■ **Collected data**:

==========

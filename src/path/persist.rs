// Copyright 2025 the Pixelpen Authors
// SPDX-License-Identifier: Apache-2.0

//! Persisted document layout of a path.
//!
//! Only image-space geometry is stored. Component coordinates, moving
//! points and the build state are transient and rebuilt on load.

use super::anchor::{AnchorPoint, HandleSide, HandleType};
use super::point::DualPoint;
use super::subpath::SubPath;
use super::Path;
use crate::editing::ViewTransform;
use crate::error::PathError;
use kurbo::Point;
use serde::{Deserialize, Serialize};

#[derive(Debug, Clone, Copy, PartialEq, Serialize, Deserialize)]
pub struct PointData {
    pub x: f64,
    pub y: f64,
}

impl From<Point> for PointData {
    fn from(p: Point) -> Self {
        Self { x: p.x, y: p.y }
    }
}

impl From<PointData> for Point {
    fn from(p: PointData) -> Self {
        Point::new(p.x, p.y)
    }
}

#[derive(Debug, Clone, PartialEq, Serialize, Deserialize)]
#[serde(rename_all = "camelCase")]
pub struct AnchorData {
    pub x: f64,
    pub y: f64,
    #[serde(rename = "type")]
    pub handle_type: HandleType,
    pub ctrl_in: PointData,
    pub ctrl_out: PointData,
}

#[derive(Debug, Clone, PartialEq, Serialize, Deserialize)]
pub struct SubPathData {
    pub closed: bool,
    pub finished: bool,
    pub anchors: Vec<AnchorData>,
}

#[derive(Debug, Clone, PartialEq, Default, Serialize, Deserialize)]
pub struct PathData {
    pub subpaths: Vec<SubPathData>,
}

impl From<&AnchorPoint> for AnchorData {
    fn from(anchor: &AnchorPoint) -> Self {
        Self {
            x: anchor.im().x,
            y: anchor.im().y,
            handle_type: anchor.handle_type(),
            ctrl_in: anchor.ctrl(HandleSide::In).pos.im.into(),
            ctrl_out: anchor.ctrl(HandleSide::Out).pos.im.into(),
        }
    }
}

impl Path {
    pub fn to_data(&self) -> PathData {
        PathData {
            subpaths: self
                .subpaths()
                .iter()
                .map(|sp| SubPathData {
                    closed: sp.is_closed(),
                    finished: sp.is_finished(),
                    anchors: sp.anchors().iter().map(AnchorData::from).collect(),
                })
                .collect(),
        }
    }

    /// Rebuild a path from its persisted form. Subpaths without anchors
    /// are dropped.
    pub fn from_data(data: &PathData, view: &dyn ViewTransform) -> Path {
        let subpaths = data
            .subpaths
            .iter()
            .filter(|sp| !sp.anchors.is_empty())
            .map(|sp| {
                let anchors = sp
                    .anchors
                    .iter()
                    .map(|a| {
                        AnchorPoint::from_parts(
                            DualPoint::from_image(Point::new(a.x, a.y)),
                            a.ctrl_in.into(),
                            a.ctrl_out.into(),
                            a.handle_type,
                        )
                    })
                    .collect();
                let mut subpath = SubPath::from_parts(anchors, sp.closed, sp.finished);
                subpath.sync_co(view);
                subpath
            })
            .collect();
        Path::from_subpaths(subpaths)
    }

    pub fn to_json(&self) -> Result<String, PathError> {
        Ok(serde_json::to_string_pretty(&self.to_data())?)
    }

    pub fn from_json(json: &str, view: &dyn ViewTransform) -> Result<Path, PathError> {
        let data: PathData = serde_json::from_str(json)?;
        Ok(Path::from_data(&data, view))
    }
}

#[cfg(test)]
mod tests {
    use super::*;
    use crate::editing::ViewPort;
    use crate::path::BuildState;
    use kurbo::Vec2;

    fn sample_path() -> Path {
        let mut path = Path::new();
        let sp = path.start_new_subpath(AnchorPoint::new(DualPoint::from_image(Point::new(1.0, 2.0))));
        sp.add_cubic_curve(Point::new(5.0, 0.0), Point::new(8.0, 0.0), Point::new(10.0, 2.0));
        sp.add_line(Point::new(10.0, 20.0));
        sp.close();
        path
    }

    #[test]
    fn json_uses_documented_field_names() {
        let json = sample_path().to_json().unwrap();
        let value: serde_json::Value = serde_json::from_str(&json).unwrap();
        let anchor = &value["subpaths"][0]["anchors"][1];
        assert_eq!(value["subpaths"][0]["closed"], true);
        assert_eq!(value["subpaths"][0]["finished"], true);
        assert_eq!(anchor["type"], "SMOOTH");
        assert_eq!(anchor["ctrlIn"]["x"], 8.0);
        assert_eq!(anchor["x"], 10.0);
        assert!(anchor.get("ctrlOut").is_some());
    }

    #[test]
    fn load_restores_geometry_and_resets_transients() {
        let path = sample_path();
        let json = path.to_json().unwrap();
        let view = ViewPort::new(2.0, Vec2::ZERO);
        let loaded = Path::from_json(&json, &view).unwrap();

        assert_eq!(loaded.build_state(), BuildState::Idle);
        assert_eq!(loaded.to_data(), path.to_data());
        let first = loaded.subpaths()[0].anchors()[0].pos;
        assert_eq!(first.co, Point::new(2.0, 4.0));
        assert!(loaded.check_consistency().is_ok());
    }

    #[test]
    fn malformed_json_is_an_error() {
        let view = ViewPort::default();
        assert!(matches!(Path::from_json("{\"subpaths\": 3}", &view), Err(PathError::Json(_))));
    }
}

==========

■ **Exercise goal**:
Would you print exactly, and only, the lines of the data above from the line with "use crate::editing::ViewPort;" through the line with "sp.close();", inclusive?

■ **Your response**:
    use crate::editing::ViewPort;
    use crate::path::BuildState;
    use kurbo::Vec2;

    fn sample_path() -> Path {
        let mut path = Path::new();
        let sp = path.start_new_subpath(AnchorPoint::new(DualPoint::from_image(Point::new(1.0, 2.0))));
        sp.add_cubic_curve(Point::new(5.0, 0.0), Point::new(8.0, 0.0), Point::new(10.0, 2.0));
        sp.add_line(Point::new(10.0, 20.0));
        sp.close();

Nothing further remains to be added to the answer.